Exercise details:
In the following material, identify every line holding the string "None" and return it.
────────────────
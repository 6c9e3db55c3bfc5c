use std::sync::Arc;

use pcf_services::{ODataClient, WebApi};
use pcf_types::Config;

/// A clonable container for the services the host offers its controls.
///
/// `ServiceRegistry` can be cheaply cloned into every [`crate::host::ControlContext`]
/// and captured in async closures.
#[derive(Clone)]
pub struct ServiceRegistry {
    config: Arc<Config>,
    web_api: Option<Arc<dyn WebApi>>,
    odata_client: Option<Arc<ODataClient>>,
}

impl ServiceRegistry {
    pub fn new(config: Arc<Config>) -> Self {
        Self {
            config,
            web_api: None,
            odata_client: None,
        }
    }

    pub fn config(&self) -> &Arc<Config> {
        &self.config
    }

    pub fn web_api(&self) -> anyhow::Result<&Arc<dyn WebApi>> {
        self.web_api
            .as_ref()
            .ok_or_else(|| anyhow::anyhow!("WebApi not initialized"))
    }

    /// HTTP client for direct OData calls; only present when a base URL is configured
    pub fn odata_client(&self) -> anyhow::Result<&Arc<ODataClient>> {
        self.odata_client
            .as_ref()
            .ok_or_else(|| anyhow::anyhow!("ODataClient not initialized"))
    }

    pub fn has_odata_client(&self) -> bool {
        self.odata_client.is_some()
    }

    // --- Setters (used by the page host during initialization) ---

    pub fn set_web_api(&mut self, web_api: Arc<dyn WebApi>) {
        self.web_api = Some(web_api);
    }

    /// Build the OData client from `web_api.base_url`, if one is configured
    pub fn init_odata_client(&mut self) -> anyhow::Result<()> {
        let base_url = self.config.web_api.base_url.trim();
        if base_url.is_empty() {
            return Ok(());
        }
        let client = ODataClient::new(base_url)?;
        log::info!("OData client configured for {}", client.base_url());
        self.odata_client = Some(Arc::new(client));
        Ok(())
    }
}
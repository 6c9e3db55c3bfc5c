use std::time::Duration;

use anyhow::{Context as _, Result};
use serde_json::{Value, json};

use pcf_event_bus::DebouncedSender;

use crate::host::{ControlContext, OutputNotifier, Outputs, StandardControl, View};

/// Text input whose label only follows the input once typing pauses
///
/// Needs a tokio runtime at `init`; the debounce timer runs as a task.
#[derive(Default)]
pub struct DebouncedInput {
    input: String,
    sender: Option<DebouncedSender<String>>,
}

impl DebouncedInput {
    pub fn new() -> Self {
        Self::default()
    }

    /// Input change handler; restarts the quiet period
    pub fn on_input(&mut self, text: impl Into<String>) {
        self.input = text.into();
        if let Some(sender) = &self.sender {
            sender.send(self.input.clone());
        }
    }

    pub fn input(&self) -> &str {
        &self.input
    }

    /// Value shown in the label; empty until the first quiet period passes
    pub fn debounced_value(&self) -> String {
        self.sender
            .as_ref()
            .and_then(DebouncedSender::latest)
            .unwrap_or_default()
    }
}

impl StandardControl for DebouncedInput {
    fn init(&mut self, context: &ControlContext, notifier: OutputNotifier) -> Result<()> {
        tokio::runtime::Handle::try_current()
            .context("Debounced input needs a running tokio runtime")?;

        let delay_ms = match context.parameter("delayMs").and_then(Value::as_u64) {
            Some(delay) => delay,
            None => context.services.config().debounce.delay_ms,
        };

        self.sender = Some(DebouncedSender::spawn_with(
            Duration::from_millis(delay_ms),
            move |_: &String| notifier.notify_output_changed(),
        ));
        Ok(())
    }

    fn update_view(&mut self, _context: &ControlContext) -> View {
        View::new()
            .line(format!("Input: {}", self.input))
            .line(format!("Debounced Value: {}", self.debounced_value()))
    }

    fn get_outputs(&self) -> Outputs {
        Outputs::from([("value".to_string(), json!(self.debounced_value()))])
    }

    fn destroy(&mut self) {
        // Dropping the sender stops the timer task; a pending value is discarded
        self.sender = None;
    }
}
────────────────
Answer box:
            web_api: None,
            odata_client: None,
            None => context.services.config().debounce.delay_ms,
        self.sender = None;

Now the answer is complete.